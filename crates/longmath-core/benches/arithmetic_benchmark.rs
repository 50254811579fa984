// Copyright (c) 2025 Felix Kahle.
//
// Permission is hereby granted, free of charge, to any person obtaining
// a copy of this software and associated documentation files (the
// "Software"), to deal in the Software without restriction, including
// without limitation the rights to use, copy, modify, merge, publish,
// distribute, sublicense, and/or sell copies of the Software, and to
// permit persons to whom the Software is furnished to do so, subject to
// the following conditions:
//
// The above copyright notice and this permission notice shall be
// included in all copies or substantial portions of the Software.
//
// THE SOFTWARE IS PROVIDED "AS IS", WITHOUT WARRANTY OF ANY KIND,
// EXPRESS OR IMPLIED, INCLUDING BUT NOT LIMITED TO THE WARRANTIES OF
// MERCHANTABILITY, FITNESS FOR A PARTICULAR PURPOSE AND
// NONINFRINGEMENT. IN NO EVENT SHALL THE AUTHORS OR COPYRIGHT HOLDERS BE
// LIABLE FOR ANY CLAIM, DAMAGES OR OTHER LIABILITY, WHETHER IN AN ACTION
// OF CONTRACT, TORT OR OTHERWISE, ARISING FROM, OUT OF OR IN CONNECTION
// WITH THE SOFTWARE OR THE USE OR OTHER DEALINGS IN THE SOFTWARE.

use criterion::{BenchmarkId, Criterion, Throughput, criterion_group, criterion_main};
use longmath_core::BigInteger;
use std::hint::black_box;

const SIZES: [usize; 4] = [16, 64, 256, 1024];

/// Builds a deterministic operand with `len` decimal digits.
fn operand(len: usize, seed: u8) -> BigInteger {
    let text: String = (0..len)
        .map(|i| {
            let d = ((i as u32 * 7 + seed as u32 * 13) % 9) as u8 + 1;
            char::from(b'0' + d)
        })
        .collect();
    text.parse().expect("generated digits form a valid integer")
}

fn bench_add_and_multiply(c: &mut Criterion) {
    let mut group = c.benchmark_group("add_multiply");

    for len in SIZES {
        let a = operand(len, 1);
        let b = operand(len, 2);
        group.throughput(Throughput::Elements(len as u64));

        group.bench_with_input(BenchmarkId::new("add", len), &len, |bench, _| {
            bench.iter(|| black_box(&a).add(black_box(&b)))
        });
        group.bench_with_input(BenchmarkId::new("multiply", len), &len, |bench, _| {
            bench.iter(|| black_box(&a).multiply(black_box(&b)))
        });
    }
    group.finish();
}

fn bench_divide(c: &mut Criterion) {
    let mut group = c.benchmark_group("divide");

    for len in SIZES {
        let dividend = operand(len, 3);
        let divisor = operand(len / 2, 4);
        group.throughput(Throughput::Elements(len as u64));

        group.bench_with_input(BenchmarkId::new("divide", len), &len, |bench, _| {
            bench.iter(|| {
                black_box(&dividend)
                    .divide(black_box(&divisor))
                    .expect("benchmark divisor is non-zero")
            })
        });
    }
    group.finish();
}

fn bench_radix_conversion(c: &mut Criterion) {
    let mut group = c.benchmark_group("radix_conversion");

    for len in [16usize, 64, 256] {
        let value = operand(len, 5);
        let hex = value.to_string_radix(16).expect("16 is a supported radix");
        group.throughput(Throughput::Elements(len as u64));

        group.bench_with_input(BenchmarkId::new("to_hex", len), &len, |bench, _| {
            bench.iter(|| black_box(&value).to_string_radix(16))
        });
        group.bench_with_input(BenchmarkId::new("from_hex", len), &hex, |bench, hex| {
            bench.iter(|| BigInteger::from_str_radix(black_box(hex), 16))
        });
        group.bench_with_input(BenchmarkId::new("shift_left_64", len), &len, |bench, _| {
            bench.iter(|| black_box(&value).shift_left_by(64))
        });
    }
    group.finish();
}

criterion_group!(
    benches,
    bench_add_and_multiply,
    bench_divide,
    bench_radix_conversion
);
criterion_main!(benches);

○ ○ ○

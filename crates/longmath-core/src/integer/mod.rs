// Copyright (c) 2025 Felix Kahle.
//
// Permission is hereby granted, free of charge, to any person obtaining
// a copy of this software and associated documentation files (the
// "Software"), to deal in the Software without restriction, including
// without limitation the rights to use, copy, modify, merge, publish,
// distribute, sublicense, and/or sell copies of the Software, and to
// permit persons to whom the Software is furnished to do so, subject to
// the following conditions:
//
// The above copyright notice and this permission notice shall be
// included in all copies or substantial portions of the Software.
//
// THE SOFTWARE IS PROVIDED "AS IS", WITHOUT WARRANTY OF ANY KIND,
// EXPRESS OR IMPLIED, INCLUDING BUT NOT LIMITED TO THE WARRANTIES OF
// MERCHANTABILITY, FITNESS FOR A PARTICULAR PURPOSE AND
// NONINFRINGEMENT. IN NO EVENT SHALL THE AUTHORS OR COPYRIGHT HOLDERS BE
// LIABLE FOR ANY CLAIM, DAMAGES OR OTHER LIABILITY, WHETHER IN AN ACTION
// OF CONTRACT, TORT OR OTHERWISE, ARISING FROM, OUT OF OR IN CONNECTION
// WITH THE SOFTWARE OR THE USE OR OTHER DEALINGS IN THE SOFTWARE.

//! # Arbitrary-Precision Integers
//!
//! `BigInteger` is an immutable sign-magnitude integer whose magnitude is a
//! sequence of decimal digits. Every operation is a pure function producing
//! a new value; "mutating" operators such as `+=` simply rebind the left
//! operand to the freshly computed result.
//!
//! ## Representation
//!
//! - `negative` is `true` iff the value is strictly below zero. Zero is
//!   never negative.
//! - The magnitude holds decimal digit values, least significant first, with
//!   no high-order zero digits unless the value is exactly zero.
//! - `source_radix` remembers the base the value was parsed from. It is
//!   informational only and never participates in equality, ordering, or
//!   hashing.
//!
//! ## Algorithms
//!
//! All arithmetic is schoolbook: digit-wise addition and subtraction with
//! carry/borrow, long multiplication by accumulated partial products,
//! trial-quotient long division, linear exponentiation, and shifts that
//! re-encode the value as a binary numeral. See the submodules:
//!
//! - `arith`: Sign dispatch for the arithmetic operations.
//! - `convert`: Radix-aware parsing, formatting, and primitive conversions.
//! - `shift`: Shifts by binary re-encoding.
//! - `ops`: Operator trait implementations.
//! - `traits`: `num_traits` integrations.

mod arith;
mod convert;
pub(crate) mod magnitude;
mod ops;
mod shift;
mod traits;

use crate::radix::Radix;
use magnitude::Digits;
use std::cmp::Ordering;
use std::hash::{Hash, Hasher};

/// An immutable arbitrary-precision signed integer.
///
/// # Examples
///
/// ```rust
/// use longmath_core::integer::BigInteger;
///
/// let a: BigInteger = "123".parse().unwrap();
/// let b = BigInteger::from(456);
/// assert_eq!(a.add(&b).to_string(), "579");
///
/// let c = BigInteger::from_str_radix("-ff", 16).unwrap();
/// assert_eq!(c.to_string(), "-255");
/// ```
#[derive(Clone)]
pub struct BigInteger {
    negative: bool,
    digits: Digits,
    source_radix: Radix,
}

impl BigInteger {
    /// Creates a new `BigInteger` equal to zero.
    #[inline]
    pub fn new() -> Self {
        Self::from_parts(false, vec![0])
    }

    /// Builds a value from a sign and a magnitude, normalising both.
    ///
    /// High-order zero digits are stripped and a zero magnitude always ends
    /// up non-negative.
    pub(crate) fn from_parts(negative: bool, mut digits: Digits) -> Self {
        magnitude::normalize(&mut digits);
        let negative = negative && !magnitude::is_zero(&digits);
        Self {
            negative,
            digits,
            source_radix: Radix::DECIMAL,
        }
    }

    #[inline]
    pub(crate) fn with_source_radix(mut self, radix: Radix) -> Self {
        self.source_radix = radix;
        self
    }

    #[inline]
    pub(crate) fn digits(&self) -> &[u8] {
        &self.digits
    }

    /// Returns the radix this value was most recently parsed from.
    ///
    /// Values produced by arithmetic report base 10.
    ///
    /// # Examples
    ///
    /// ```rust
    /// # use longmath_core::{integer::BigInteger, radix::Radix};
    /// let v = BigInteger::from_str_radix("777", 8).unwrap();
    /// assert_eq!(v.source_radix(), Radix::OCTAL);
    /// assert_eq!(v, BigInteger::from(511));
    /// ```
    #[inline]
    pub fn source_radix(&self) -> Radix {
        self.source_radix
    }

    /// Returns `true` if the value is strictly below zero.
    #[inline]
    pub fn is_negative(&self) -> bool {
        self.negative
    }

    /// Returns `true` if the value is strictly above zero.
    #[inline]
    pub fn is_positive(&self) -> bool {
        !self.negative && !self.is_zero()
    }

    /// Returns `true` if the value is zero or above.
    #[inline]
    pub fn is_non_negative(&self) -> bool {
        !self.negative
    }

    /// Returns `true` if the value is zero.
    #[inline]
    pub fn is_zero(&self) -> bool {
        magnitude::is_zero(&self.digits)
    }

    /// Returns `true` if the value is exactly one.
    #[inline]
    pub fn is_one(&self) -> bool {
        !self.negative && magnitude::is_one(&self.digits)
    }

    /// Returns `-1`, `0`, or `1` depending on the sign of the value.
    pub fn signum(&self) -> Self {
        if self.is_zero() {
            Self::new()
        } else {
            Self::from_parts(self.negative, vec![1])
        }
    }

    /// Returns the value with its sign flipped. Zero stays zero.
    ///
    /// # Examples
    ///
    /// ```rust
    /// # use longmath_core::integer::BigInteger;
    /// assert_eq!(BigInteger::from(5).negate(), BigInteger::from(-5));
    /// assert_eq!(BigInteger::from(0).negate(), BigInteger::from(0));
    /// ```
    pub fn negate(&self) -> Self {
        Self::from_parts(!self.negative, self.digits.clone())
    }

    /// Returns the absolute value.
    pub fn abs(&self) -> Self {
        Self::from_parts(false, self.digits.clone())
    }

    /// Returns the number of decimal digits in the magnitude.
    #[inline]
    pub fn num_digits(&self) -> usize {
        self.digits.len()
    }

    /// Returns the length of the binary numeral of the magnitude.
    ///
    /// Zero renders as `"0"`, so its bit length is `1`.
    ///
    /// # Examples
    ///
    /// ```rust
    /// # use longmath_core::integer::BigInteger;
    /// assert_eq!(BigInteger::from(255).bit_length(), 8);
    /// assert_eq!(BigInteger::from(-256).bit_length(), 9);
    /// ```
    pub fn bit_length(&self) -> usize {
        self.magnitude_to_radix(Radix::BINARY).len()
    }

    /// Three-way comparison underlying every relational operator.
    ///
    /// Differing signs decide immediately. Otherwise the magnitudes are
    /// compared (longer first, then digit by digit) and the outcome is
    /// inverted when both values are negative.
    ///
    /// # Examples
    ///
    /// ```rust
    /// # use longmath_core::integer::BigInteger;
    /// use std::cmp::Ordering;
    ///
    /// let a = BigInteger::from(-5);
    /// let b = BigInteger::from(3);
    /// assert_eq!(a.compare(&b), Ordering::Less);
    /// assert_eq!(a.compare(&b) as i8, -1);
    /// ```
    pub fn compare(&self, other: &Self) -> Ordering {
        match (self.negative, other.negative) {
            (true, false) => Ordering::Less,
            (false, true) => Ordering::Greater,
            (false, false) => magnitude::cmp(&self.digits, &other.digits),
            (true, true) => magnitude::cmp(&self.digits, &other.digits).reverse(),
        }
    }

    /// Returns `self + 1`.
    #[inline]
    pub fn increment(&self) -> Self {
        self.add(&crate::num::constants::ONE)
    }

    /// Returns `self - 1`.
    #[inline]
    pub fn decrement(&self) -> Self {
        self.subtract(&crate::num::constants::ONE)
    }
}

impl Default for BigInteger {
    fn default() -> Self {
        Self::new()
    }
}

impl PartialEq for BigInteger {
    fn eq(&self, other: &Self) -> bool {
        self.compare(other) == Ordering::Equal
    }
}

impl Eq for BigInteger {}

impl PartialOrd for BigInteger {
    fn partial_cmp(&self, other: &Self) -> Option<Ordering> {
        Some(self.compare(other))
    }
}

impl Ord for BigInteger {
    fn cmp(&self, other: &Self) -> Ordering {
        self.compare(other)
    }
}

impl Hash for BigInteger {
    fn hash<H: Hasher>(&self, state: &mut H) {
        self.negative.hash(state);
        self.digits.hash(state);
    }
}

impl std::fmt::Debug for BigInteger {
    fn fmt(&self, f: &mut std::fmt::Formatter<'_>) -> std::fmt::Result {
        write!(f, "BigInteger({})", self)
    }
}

○ ○ ○

*What needs to be done:*
Only the lines holding the word "crates" belong in the answer; copy them from the listing above.

*Output of the exercise:*
filename crates/longmath-core/benches/arithmetic_benchmark.rs
filename crates/longmath-core/src/integer/mod.rs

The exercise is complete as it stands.